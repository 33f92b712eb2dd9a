//! Server configuration.
//!
//! # Environment Variables
//!
//! - `HOST`: bind address (default: `0.0.0.0`)
//! - `PORT`: bind port (default: `8000`)
//! - `STORAGE_MODE`: `in_memory` (default) | `sqlite` | `postgres`
//! - `DATABASE_URL`: `PostgreSQL` URL (required when `STORAGE_MODE=postgres`),
//!   or the `SQLite` file path (default: `todos.db`)
//! - `TITLE_MAX_CHARS`: longest accepted title (default: `64`)
//! - `UNIQUE_TITLES`: reject duplicate titles (default: `true`)

use std::env;
use std::net::SocketAddr;
use std::str::FromStr;

use thiserror::Error;
use todo_sync::domain::TodoConstraints;
use todo_sync::domain::validation::SERVER_TITLE_MAX_CHARS;

const DEFAULT_HOST: &str = "0.0.0.0";
const DEFAULT_PORT: u16 = 8000;
const DEFAULT_SQLITE_PATH: &str = "todos.db";

// =============================================================================
// Storage Mode
// =============================================================================

/// Backend holding the todos.
#[derive(Debug, Clone, Copy, PartialEq, Eq, Default)]
pub enum StorageMode {
    /// Process-local storage, lost on restart.
    #[default]
    InMemory,
    /// Embedded `SQLite` file.
    Sqlite,
    /// `PostgreSQL` server.
    Postgres,
}

impl FromStr for StorageMode {
    type Err = ConfigError;

    fn from_str(value: &str) -> Result<Self, Self::Err> {
        match value.trim().to_lowercase().as_str() {
            "in_memory" | "inmemory" | "memory" => Ok(Self::InMemory),
            "sqlite" => Ok(Self::Sqlite),
            "postgres" | "postgresql" | "pg" => Ok(Self::Postgres),
            _ => Err(ConfigError::InvalidStorageMode(value.to_string())),
        }
    }
}

// =============================================================================
// Errors
// =============================================================================

/// Invalid or missing configuration.
#[derive(Debug, Error, Clone, PartialEq, Eq)]
pub enum ConfigError {
    #[error("Invalid storage mode: '{0}'. Expected 'in_memory', 'sqlite' or 'postgres'")]
    InvalidStorageMode(String),

    #[error("Invalid value for {name}: '{value}' ({message})")]
    InvalidValue {
        name: &'static str,
        value: String,
        message: String,
    },

    #[error("DATABASE_URL environment variable is required when STORAGE_MODE=postgres")]
    MissingDatabaseUrl,

    #[error("Invalid server address: {0}")]
    InvalidAddress(String),
}

// =============================================================================
// Server Config
// =============================================================================

/// Everything the server needs to start.
#[derive(Debug, Clone, PartialEq, Eq)]
pub struct ServerConfig {
    pub host: String,
    pub port: u16,
    pub storage_mode: StorageMode,
    pub database_url: Option<String>,
    pub title_max_chars: usize,
    pub unique_titles: bool,
}

impl Default for ServerConfig {
    fn default() -> Self {
        Self {
            host: DEFAULT_HOST.to_string(),
            port: DEFAULT_PORT,
            storage_mode: StorageMode::default(),
            database_url: None,
            title_max_chars: SERVER_TITLE_MAX_CHARS,
            unique_titles: true,
        }
    }
}

impl ServerConfig {
    /// Reads the configuration from the process environment.
    ///
    /// # Errors
    ///
    /// Returns `ConfigError` if a variable holds an invalid value or
    /// `DATABASE_URL` is missing for `postgres`.
    pub fn from_env() -> Result<Self, ConfigError> {
        Self::from_lookup(|name| env::var(name).ok())
    }

    /// Reads the configuration through `lookup`. Empty values count as unset.
    ///
    /// # Errors
    ///
    /// See [`ServerConfig::from_env`].
    pub fn from_lookup(lookup: impl Fn(&str) -> Option<String>) -> Result<Self, ConfigError> {
        let read = |name: &str| {
            lookup(name)
                .map(|value| value.trim().to_string())
                .filter(|value| !value.is_empty())
        };
        let defaults = Self::default();

        let config = Self {
            host: read("HOST").unwrap_or(defaults.host),
            port: parse_var("PORT", read("PORT"))?.unwrap_or(defaults.port),
            storage_mode: read("STORAGE_MODE")
                .map(|value| value.parse())
                .transpose()?
                .unwrap_or_default(),
            database_url: read("DATABASE_URL"),
            title_max_chars: parse_var("TITLE_MAX_CHARS", read("TITLE_MAX_CHARS"))?
                .unwrap_or(defaults.title_max_chars),
            unique_titles: parse_flag("UNIQUE_TITLES", read("UNIQUE_TITLES"))?
                .unwrap_or(defaults.unique_titles),
        };

        config.validate()?;
        Ok(config)
    }

    /// Checks cross-field requirements.
    ///
    /// # Errors
    ///
    /// Returns `ConfigError` if the title limit is zero or `DATABASE_URL`
    /// is missing for `postgres`.
    pub fn validate(&self) -> Result<(), ConfigError> {
        if self.title_max_chars == 0 {
            return Err(ConfigError::InvalidValue {
                name: "TITLE_MAX_CHARS",
                value: "0".to_string(),
                message: "must be positive".to_string(),
            });
        }
        if self.storage_mode == StorageMode::Postgres && self.database_url.is_none() {
            return Err(ConfigError::MissingDatabaseUrl);
        }
        Ok(())
    }

    /// Returns the socket address to bind.
    ///
    /// # Errors
    ///
    /// Returns `ConfigError::InvalidAddress` if host and port do not form
    /// a socket address.
    pub fn address(&self) -> Result<SocketAddr, ConfigError> {
        let address = format!("{}:{}", self.host, self.port);
        address
            .parse()
            .map_err(|_| ConfigError::InvalidAddress(address))
    }

    /// `SQLite` file path used in `sqlite` mode.
    pub fn sqlite_path(&self) -> &str {
        self.database_url.as_deref().unwrap_or(DEFAULT_SQLITE_PATH)
    }

    /// Input constraints enforced by the backend.
    pub const fn constraints(&self) -> TodoConstraints {
        TodoConstraints::server().with_title_max_chars(self.title_max_chars)
    }
}

fn parse_var<T>(name: &'static str, value: Option<String>) -> Result<Option<T>, ConfigError>
where
    T: FromStr,
    T::Err: std::fmt::Display,
{
    value
        .map(|value| {
            value.parse().map_err(|error: T::Err| ConfigError::InvalidValue {
                name,
                message: error.to_string(),
                value,
            })
        })
        .transpose()
}

fn parse_flag(name: &'static str, value: Option<String>) -> Result<Option<bool>, ConfigError> {
    value
        .map(|value| match value.to_lowercase().as_str() {
            "true" | "1" | "yes" | "on" => Ok(true),
            "false" | "0" | "no" | "off" => Ok(false),
            _ => Err(ConfigError::InvalidValue {
                name,
                value,
                message: "expected true or false".to_string(),
            }),
        })
        .transpose()
}
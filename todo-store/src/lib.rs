//! Persistent stores for todos.
//!
//! Both stores implement [`todo_sync::service::TodoService`] over a single
//! `todos` table:
//!
//! - [`SqliteTodoStore`]: embedded file (or in-memory) database used by the
//!   local client and by the server's `sqlite` storage mode
//! - [`PostgresTodoStore`]: the server's `postgres` storage mode
//!
//! The schema is created on connect and existing data is never dropped.
//! Create is idempotent by `client_id`, a title clash maps to
//! `TodoError::Duplicate`, and lists are ordered by `id DESC`.

mod error;
mod postgres;
mod schema;
mod sqlite;

use todo_sync::domain::TodoConstraints;

pub use error::StoreError;
pub use postgres::PostgresTodoStore;
pub use sqlite::SqliteTodoStore;

/// Validation and uniqueness settings shared by both stores.
#[derive(Debug, Clone, Copy, PartialEq, Eq)]
pub struct StoreOptions {
    pub constraints: TodoConstraints,
    /// Enforce unique titles with a unique index.
    pub unique_titles: bool,
}

impl Default for StoreOptions {
    fn default() -> Self {
        Self {
            constraints: TodoConstraints::server(),
            unique_titles: true,
        }
    }
}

----

What is expected → Restate the listing in full, word for word.

Written answer →
repository 33f92b712eb2dd9a
//! Server configuration.
//!
//! # Environment Variables
//!
//! - `HOST`: bind address (default: `0.0.0.0`)
//! - `PORT`: bind port (default: `8000`)
//! - `STORAGE_MODE`: `in_memory` (default) | `sqlite` | `postgres`
//! - `DATABASE_URL`: `PostgreSQL` URL (required when `STORAGE_MODE=postgres`),
//!   or the `SQLite` file path (default: `todos.db`)
//! - `TITLE_MAX_CHARS`: longest accepted title (default: `64`)
//! - `UNIQUE_TITLES`: reject duplicate titles (default: `true`)

use std::env;
use std::net::SocketAddr;
use std::str::FromStr;

use thiserror::Error;
use todo_sync::domain::TodoConstraints;
use todo_sync::domain::validation::SERVER_TITLE_MAX_CHARS;

const DEFAULT_HOST: &str = "0.0.0.0";
const DEFAULT_PORT: u16 = 8000;
const DEFAULT_SQLITE_PATH: &str = "todos.db";

// =============================================================================
// Storage Mode
// =============================================================================

/// Backend holding the todos.
#[derive(Debug, Clone, Copy, PartialEq, Eq, Default)]
pub enum StorageMode {
    /// Process-local storage, lost on restart.
    #[default]
    InMemory,
    /// Embedded `SQLite` file.
    Sqlite,
    /// `PostgreSQL` server.
    Postgres,
}

impl FromStr for StorageMode {
    type Err = ConfigError;

    fn from_str(value: &str) -> Result<Self, Self::Err> {
        match value.trim().to_lowercase().as_str() {
            "in_memory" | "inmemory" | "memory" => Ok(Self::InMemory),
            "sqlite" => Ok(Self::Sqlite),
            "postgres" | "postgresql" | "pg" => Ok(Self::Postgres),
            _ => Err(ConfigError::InvalidStorageMode(value.to_string())),
        }
    }
}

// =============================================================================
// Errors
// =============================================================================

/// Invalid or missing configuration.
#[derive(Debug, Error, Clone, PartialEq, Eq)]
pub enum ConfigError {
    #[error("Invalid storage mode: '{0}'. Expected 'in_memory', 'sqlite' or 'postgres'")]
    InvalidStorageMode(String),

    #[error("Invalid value for {name}: '{value}' ({message})")]
    InvalidValue {
        name: &'static str,
        value: String,
        message: String,
    },

    #[error("DATABASE_URL environment variable is required when STORAGE_MODE=postgres")]
    MissingDatabaseUrl,

    #[error("Invalid server address: {0}")]
    InvalidAddress(String),
}

// =============================================================================
// Server Config
// =============================================================================

/// Everything the server needs to start.
#[derive(Debug, Clone, PartialEq, Eq)]
pub struct ServerConfig {
    pub host: String,
    pub port: u16,
    pub storage_mode: StorageMode,
    pub database_url: Option<String>,
    pub title_max_chars: usize,
    pub unique_titles: bool,
}

impl Default for ServerConfig {
    fn default() -> Self {
        Self {
            host: DEFAULT_HOST.to_string(),
            port: DEFAULT_PORT,
            storage_mode: StorageMode::default(),
            database_url: None,
            title_max_chars: SERVER_TITLE_MAX_CHARS,
            unique_titles: true,
        }
    }
}

impl ServerConfig {
    /// Reads the configuration from the process environment.
    ///
    /// # Errors
    ///
    /// Returns `ConfigError` if a variable holds an invalid value or
    /// `DATABASE_URL` is missing for `postgres`.
    pub fn from_env() -> Result<Self, ConfigError> {
        Self::from_lookup(|name| env::var(name).ok())
    }

    /// Reads the configuration through `lookup`. Empty values count as unset.
    ///
    /// # Errors
    ///
    /// See [`ServerConfig::from_env`].
    pub fn from_lookup(lookup: impl Fn(&str) -> Option<String>) -> Result<Self, ConfigError> {
        let read = |name: &str| {
            lookup(name)
                .map(|value| value.trim().to_string())
                .filter(|value| !value.is_empty())
        };
        let defaults = Self::default();

        let config = Self {
            host: read("HOST").unwrap_or(defaults.host),
            port: parse_var("PORT", read("PORT"))?.unwrap_or(defaults.port),
            storage_mode: read("STORAGE_MODE")
                .map(|value| value.parse())
                .transpose()?
                .unwrap_or_default(),
            database_url: read("DATABASE_URL"),
            title_max_chars: parse_var("TITLE_MAX_CHARS", read("TITLE_MAX_CHARS"))?
                .unwrap_or(defaults.title_max_chars),
            unique_titles: parse_flag("UNIQUE_TITLES", read("UNIQUE_TITLES"))?
                .unwrap_or(defaults.unique_titles),
        };

        config.validate()?;
        Ok(config)
    }

    /// Checks cross-field requirements.
    ///
    /// # Errors
    ///
    /// Returns `ConfigError` if the title limit is zero or `DATABASE_URL`
    /// is missing for `postgres`.
    pub fn validate(&self) -> Result<(), ConfigError> {
        if self.title_max_chars == 0 {
            return Err(ConfigError::InvalidValue {
                name: "TITLE_MAX_CHARS",
                value: "0".to_string(),
                message: "must be positive".to_string(),
            });
        }
        if self.storage_mode == StorageMode::Postgres && self.database_url.is_none() {
            return Err(ConfigError::MissingDatabaseUrl);
        }
        Ok(())
    }

    /// Returns the socket address to bind.
    ///
    /// # Errors
    ///
    /// Returns `ConfigError::InvalidAddress` if host and port do not form
    /// a socket address.
    pub fn address(&self) -> Result<SocketAddr, ConfigError> {
        let address = format!("{}:{}", self.host, self.port);
        address
            .parse()
            .map_err(|_| ConfigError::InvalidAddress(address))
    }

    /// `SQLite` file path used in `sqlite` mode.
    pub fn sqlite_path(&self) -> &str {
        self.database_url.as_deref().unwrap_or(DEFAULT_SQLITE_PATH)
    }

    /// Input constraints enforced by the backend.
    pub const fn constraints(&self) -> TodoConstraints {
        TodoConstraints::server().with_title_max_chars(self.title_max_chars)
    }
}

fn parse_var<T>(name: &'static str, value: Option<String>) -> Result<Option<T>, ConfigError>
where
    T: FromStr,
    T::Err: std::fmt::Display,
{
    value
        .map(|value| {
            value.parse().map_err(|error: T::Err| ConfigError::InvalidValue {
                name,
                message: error.to_string(),
                value,
            })
        })
        .transpose()
}

fn parse_flag(name: &'static str, value: Option<String>) -> Result<Option<bool>, ConfigError> {
    value
        .map(|value| match value.to_lowercase().as_str() {
            "true" | "1" | "yes" | "on" => Ok(true),
            "false" | "0" | "no" | "off" => Ok(false),
            _ => Err(ConfigError::InvalidValue {
                name,
                value,
                message: "expected true or false".to_string(),
            }),
        })
        .transpose()
}
filename todo-store/src/lib.rs
//! Persistent stores for todos.
//!
//! Both stores implement [`todo_sync::service::TodoService`] over a single
//! `todos` table:
//!
//! - [`SqliteTodoStore`]: embedded file (or in-memory) database used by the
//!   local client and by the server's `sqlite` storage mode
//! - [`PostgresTodoStore`]: the server's `postgres` storage mode
//!
//! The schema is created on connect and existing data is never dropped.
//! Create is idempotent by `client_id`, a title clash maps to
//! `TodoError::Duplicate`, and lists are ordered by `id DESC`.

mod error;
mod postgres;
mod schema;
mod sqlite;

use todo_sync::domain::TodoConstraints;

pub use error::StoreError;
pub use postgres::PostgresTodoStore;
pub use sqlite::SqliteTodoStore;

/// Validation and uniqueness settings shared by both stores.
#[derive(Debug, Clone, Copy, PartialEq, Eq)]
pub struct StoreOptions {
    pub constraints: TodoConstraints,
    /// Enforce unique titles with a unique index.
    pub unique_titles: bool,
}

impl Default for StoreOptions {
    fn default() -> Self {
        Self {
            constraints: TodoConstraints::server(),
            unique_titles: true,
        }
    }
}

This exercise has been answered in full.